The Jazztet was one of the better bands going in the early ’60s, and the six LPs it made for Argo and Mercury sound better with each passing year. The featured members were tenor saxophonist Benny Golson and trumpeter/flugelhornist Art Farmer, and though trombonist Curtis Fuller is remembered as the third horn he only appeared on the first record. The fine but all-but-forgotten Tom McIntosh held the trombone chair for the next three LPs, and Grachan Moncur III occupied it on the last two.

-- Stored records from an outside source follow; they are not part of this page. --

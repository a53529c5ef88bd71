use synth_herder::extract::utilization::{parse_str, Utilization};

const REPORT: &str = "\
1. CLB Logic
------------

+----------------------------+-------+-------+-----------+-------+
|          Site Type         |  Used | Fixed | Available | Util% |
+----------------------------+-------+-------+-----------+-------+
| CLB LUTs*                  | 35306 |     0 |   1182240 |  2.99 |
|   LUT as Logic             | 32012 |     0 |   1182240 |  2.71 |
| CLB Registers              | 41234 |     0 |   2364480 |  1.74 |
|   Register as Flip Flop    | 41234 |     0 |   2364480 |  1.74 |
+----------------------------+-------+-------+-----------+-------+

2. BLOCKRAM
-----------

+-------------------+------+-------+-----------+-------+
|     Site Type     | Used | Fixed | Available | Util% |
+-------------------+------+-------+-----------+-------+
| Block RAM Tile    |  140 |     0 |      2160 |  6.48 |
+-------------------+------+-------+-----------+-------+

3. ARITHMETIC
-------------

+-----------+------+-------+-----------+-------+
| Site Type | Used | Fixed | Available | Util% |
+-----------+------+-------+-----------+-------+
| DSPs      |   12 |     0 |      6840 |  0.18 |
+-----------+------+-------+-----------+-------+
";

#[test]
fn extracts_all_four_resources() {
    let util = parse_str(REPORT).unwrap();

    let luts = util.luts.unwrap();
    assert_eq!(luts.used, 35306);
    assert_eq!(luts.available, 1182240);
    assert!((luts.util - 2.99).abs() < 1e-9);

    assert_eq!(util.ff.unwrap().used, 41234);
    assert_eq!(util.bram.unwrap().used, 140);
    assert_eq!(util.dsp.unwrap().used, 12);
}

#[test]
fn single_row_report_leaves_other_resources_null() {
    let util = parse_str("CLB LUTs* | 120 | 0.5 | 500 | 24.00 |").unwrap();

    let luts = util.luts.unwrap();
    assert_eq!(luts.used, 120);
    assert_eq!(luts.available, 500);
    assert!((luts.util - 24.00).abs() < 1e-9);

    assert!(util.ff.is_none());
    assert!(util.bram.is_none());
    assert!(util.dsp.is_none());
}

#[test]
fn no_matching_rows_yields_all_keys_null() {
    let util = parse_str("nothing of interest here\n| Some Other Row | 1 | 2 | 3 | 4 |").unwrap();
    assert_eq!(util, Utilization::default());

    let json = serde_json::to_value(&util).unwrap();
    for key in ["LUTS", "FF", "BRAM", "DSP"] {
        assert!(json.get(key).is_some(), "missing key {key}");
        assert!(json[key].is_null());
    }
}

#[test]
fn repeated_rows_keep_the_last_match() {
    let text = "\
| CLB LUTs*                  |   100 |     0 |   1182240 |  0.01 |
| CLB LUTs*                  |   200 |     0 |   1182240 |  0.02 |
";
    let util = parse_str(text).unwrap();
    assert_eq!(util.luts.unwrap().used, 200);
}

#[test]
fn nested_lut_rows_do_not_shadow_the_summary_row() {
    // "LUT as Logic" must not match the "CLB LUTs*" pattern
    let text = "|   LUT as Logic             | 32012 |     0 |   1182240 |  2.71 |";
    let util = parse_str(text).unwrap();
    assert!(util.luts.is_none());
}
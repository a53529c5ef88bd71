pub mod http;

pub use http::JenkinsClient;

use anyhow::Result;
use serde::Deserialize;
use std::path::Path;
use tracing::info;

pub const DEFAULT_SERVER: &str = "http://localhost:8080/";

/// Subset of the job `api/json` document the drivers act on.
#[derive(Debug, Clone, Deserialize)]
pub struct JobInfo {
    #[serde(rename = "lastBuild")]
    pub last_build: Option<BuildRef>,
}

#[derive(Debug, Clone, Deserialize)]
pub struct BuildRef {
    pub number: u32,
}

#[derive(Debug, Clone, Deserialize)]
pub struct BuildInfo {
    pub building: bool,
    pub number: u32,
    pub url: String,
    #[serde(default)]
    pub artifacts: Vec<ArtifactRef>,
}

#[derive(Debug, Clone, Deserialize)]
pub struct ArtifactRef {
    #[serde(rename = "fileName")]
    pub file_name: String,
    #[serde(rename = "relativePath")]
    pub relative_path: String,
}

/// The server operations the drivers need, kept behind a trait so batch
/// logic can run against a scripted server in tests.
pub trait BuildServer {
    fn job_exists(&self, name: &str) -> Result<bool>;
    fn job_info(&self, name: &str) -> Result<JobInfo>;
    fn build_info(&self, name: &str, number: u32) -> Result<BuildInfo>;
    fn console_output(&self, name: &str, number: u32) -> Result<String>;
    fn stop_build(&self, name: &str, number: u32) -> Result<()>;
    fn delete_job(&self, name: &str) -> Result<()>;
    fn download_artifacts(&self, build_url: &str, dest: &Path) -> Result<u64>;
}

/// Jobs live under the owner's folder, so "alice/decoder" is served at
/// "job/alice/job/decoder/".
pub fn job_path(name: &str) -> String {
    let mut path = String::new();
    for part in name.split('/').filter(|p| !p.is_empty()) {
        path.push_str("job/");
        path.push_str(part);
        path.push('/');
    }
    path
}

pub fn qualified_name(user: &str, job: &str) -> String {
    format!("{user}/{job}")
}

/// Resolves the most recent build of a job, `None` when the job is missing
/// or has never been built.
pub fn last_build_info<S: BuildServer + ?Sized>(
    server: &S,
    name: &str,
) -> Result<Option<BuildInfo>> {
    if !server.job_exists(name)? {
        return Ok(None);
    }
    info!(job = %name, "pulling job info");
    let info = server.job_info(name)?;
    match info.last_build {
        Some(build) => Ok(Some(server.build_info(name, build.number)?)),
        None => Ok(None),
    }
}

#[cfg(test)]
mod tests {
    use super::job_path;

    #[test]
    fn job_path_nests_folder_segments() {
        assert_eq!(job_path("alice/decoder"), "job/alice/job/decoder/");
        assert_eq!(job_path("decoder"), "job/decoder/");
        assert_eq!(job_path("a/b/c"), "job/a/job/b/job/c/");
    }
}
use anyhow::{Context, Result};
use serde::{Deserialize, Serialize};
use std::path::Path;

/// Top-level job list file: credentials plus one entry per Jenkins job.
#[derive(Debug, Clone, Deserialize, Serialize)]
pub struct JobList {
    pub username: String,
    pub token: String,
    pub jobs: Vec<serde_json::Value>,
}

impl JobList {
    pub fn load(path: &Path) -> Result<Self> {
        let raw = std::fs::read_to_string(path)
            .with_context(|| format!("read job list {}", path.display()))?;
        serde_json::from_str(&raw)
            .with_context(|| format!("parse job list {}", path.display()))
    }

    pub fn save(&self, path: &Path) -> Result<()> {
        let raw = serde_json::to_string_pretty(self).context("serialize job list")?;
        std::fs::write(path, raw)
            .with_context(|| format!("write job list {}", path.display()))
    }
}

/// One Jenkins job to herd. `params` carries the build parameters verbatim.
#[derive(Debug, Clone, PartialEq, Deserialize, Serialize)]
pub struct JobSpec {
    pub name: String,
    pub dir: String,
    pub network: String,
    pub operation: String,
    pub params: serde_json::Map<String, serde_json::Value>,
}

impl JobSpec {
    /// Decodes a single entry. Kept separate from `JobList` deserialization so
    /// one malformed entry can be skipped without dropping the whole list.
    pub fn from_value(value: &serde_json::Value) -> Result<Self> {
        serde_json::from_value(value.clone()).context("decode job entry")
    }
}
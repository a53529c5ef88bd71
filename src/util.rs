use anyhow::{Context, Result};
use sha2::{Digest, Sha256};
use std::fs::File;
use std::io::Read;
use std::path::Path;
use time::format_description::well_known::Rfc3339;

pub fn ensure_dir(p: &Path) -> Result<()> {
    std::fs::create_dir_all(p).with_context(|| format!("create_dir_all {}", p.display()))
}

pub fn now_rfc3339() -> String {
    time::OffsetDateTime::now_utc()
        .format(&Rfc3339)
        .unwrap_or_else(|_| "1970-01-01T00:00:00Z".to_string())
}

pub fn sha256_file(path: &Path) -> Result<String> {
    let mut f = File::open(path).with_context(|| format!("open {}", path.display()))?;
    let mut h = Sha256::new();
    let mut buf = vec![0u8; 1024 * 1024];
    loop {
        let n = f.read(&mut buf)?;
        if n == 0 {
            break;
        }
        h.update(&buf[..n]);
    }
    Ok(format!("{:x}", h.finalize()))
}

pub fn copy_dir_all(src: &Path, dst: &Path) -> Result<()> {
    ensure_dir(dst)?;
    for entry in std::fs::read_dir(src).with_context(|| format!("read_dir {}", src.display()))? {
        let entry = entry?;
        let from = entry.path();
        let to = dst.join(entry.file_name());
        if entry.file_type()?.is_dir() {
            copy_dir_all(&from, &to)?;
        } else {
            std::fs::copy(&from, &to)
                .with_context(|| format!("copy {} -> {}", from.display(), to.display()))?;
        }
    }
    Ok(())
}
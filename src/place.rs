use crate::archive::{unpack_zip, Workspace};
use crate::util;
use anyhow::{Context, Result};
use serde::{Deserialize, Serialize};
use std::collections::HashMap;
use std::path::{Path, PathBuf};
use tracing::{error, info, warn};

pub const CORES_PATTERN: &str = "@CORES@";
pub const SOLUTION_PATTERN: &str = "@SOL_NUMBER@";
pub const INDEX_PATTERN: &str = "@INDEX@";

const XCLBIN_SUBDIR: &str = "archive/project/bin/xclbin";

/// Output of the partition solver: which core-count/solution pairs map onto
/// which unique hardware partition.
#[derive(Debug, Clone, Deserialize, Serialize)]
pub struct PlacementMap {
    pub count: u64,
    pub solutions: Vec<Solution>,
}

#[derive(Debug, Clone, Copy, PartialEq, Eq, Deserialize, Serialize)]
pub struct Solution {
    pub cores: u64,
    pub index: u64,
    pub hash_index: u64,
}

impl PlacementMap {
    pub fn load(path: &Path) -> Result<Self> {
        let raw = std::fs::read_to_string(path)
            .with_context(|| format!("read mapping {}", path.display()))?;
        serde_json::from_str(&raw).with_context(|| format!("parse mapping {}", path.display()))
    }
}

/// Copies the xclbin directory of each solution's artifact archive into its
/// multicore binary directory. Archives shared by several solutions are
/// unpacked once. Returns the number of solutions placed.
pub fn place_artifacts(
    map: &PlacementMap,
    bin_pattern: &str,
    artifact_pattern: &str,
) -> Result<u64> {
    info!(count = map.count, "placing solutions");
    let workspace = Workspace::create(Path::new("."))?;
    let mut unpacked: HashMap<u64, PathBuf> = HashMap::new();
    let mut placed = 0u64;
    for sol in &map.solutions {
        match place_one(sol, bin_pattern, artifact_pattern, &workspace, &mut unpacked) {
            Ok(true) => placed += 1,
            Ok(false) => {}
            Err(err) => {
                error!(
                    solution = sol.index,
                    cores = sol.cores,
                    error = %format!("{err:#}"),
                    "placement failed"
                );
            }
        }
    }
    Ok(placed)
}

fn place_one(
    sol: &Solution,
    bin_pattern: &str,
    artifact_pattern: &str,
    workspace: &Workspace,
    unpacked: &mut HashMap<u64, PathBuf>,
) -> Result<bool> {
    let bin_dir = bin_pattern
        .replace(CORES_PATTERN, &sol.cores.to_string())
        .replace(SOLUTION_PATTERN, &sol.index.to_string());
    let artifact =
        PathBuf::from(artifact_pattern.replace(INDEX_PATTERN, &sol.hash_index.to_string()));
    info!(
        cores = sol.cores,
        solution = sol.index,
        bin = %bin_dir,
        artifact = %artifact.display(),
        "placing solution"
    );
    if !artifact.is_file() {
        warn!(artifact = %artifact.display(), "artifact archive missing, skipping copy");
        return Ok(false);
    }
    let extract_dir = match unpacked.get(&sol.hash_index) {
        Some(dir) => dir.clone(),
        None => {
            let dir = workspace.path().join(sol.hash_index.to_string());
            util::ensure_dir(&dir)?;
            info!(dest = %dir.display(), "extracting artifacts");
            unpack_zip(&artifact, &dir)?;
            unpacked.insert(sol.hash_index, dir.clone());
            dir
        }
    };
    let src = extract_dir.join(XCLBIN_SUBDIR);
    let dst = Path::new(&bin_dir).join("xclbin");
    if dst.exists() {
        info!(dst = %dst.display(), "overwriting existing files");
        std::fs::remove_dir_all(&dst).with_context(|| format!("remove {}", dst.display()))?;
    }
    util::copy_dir_all(&src, &dst)?;
    Ok(true)
}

The Jazztet’s style, broadly speaking, is hard bop, but the band depended on arranged ensemble passages more than most small groups of the period, avoided long solos and found other ways to reach out toward the general public without compromising its music. Golson, of course, has long been celebrated as one his generation’s major composers, and the group recorded versions of several of his best-known tunes, from “I Remember Clifford” and “Whisper Not” to “Blues March” (though for some reason later records featured fewer Golson originals). The excellent The Jazztet & John Lewis was dedicated to that composer (the arrangement of “Django” here will be a revelation to listeners used to standard versions), but on the other LPs the group generally favored a mix of standards and jazz tunes from a variety of sources both within the band (Moncur, Farmer, McIntosh) and from without (Thelonious Monk, Dizzy Gillespie, J.J. Johnson, Randy Weston).

Also included are two fine quartet dates each from the principals (Golson’s Turning Point and Free from 1962; Farmer’s Art from 1960 and Perception from 1961) as well as the Golson record Take a Number From 1 to 10 (1960) that featured lineups from solo to 10-piece (the duo with bassist Tommy Williams on “My Heart Belongs to Daddy” is classic) and 1962’s Listen to Art Farmer and the Orchestra, one of Oliver Nelson’s better large-group sessions.

This period witnessed Farmer’s transition from trumpet to flugelhorn. But I’ve always preferred his work with the smaller horn, which is one reason that his first Argo quartet LP wore out years before the second chez moi-the other reason being the stunning version of Golson’s “Out of the Past,” where Tommy Flanagan says more in his eight-bar intro here than most pianists can say in a lifetime. Golson and Farmer were both wonderful soloists, with the saxophonist reaching from his Lucky Thompson roots toward up into that of his progressive brothers in the Philly tenor fraternity (Jimmy Heath, Bill Barron, John Coltrane) and Farmer forging his unique middle path between hot- and cool-school blowing. Pianists McCoy Tyner (on the first date) and Harold Mabern show why their stars were rising, and Tootie Heath displays why a good drummer is worth his weight in gold.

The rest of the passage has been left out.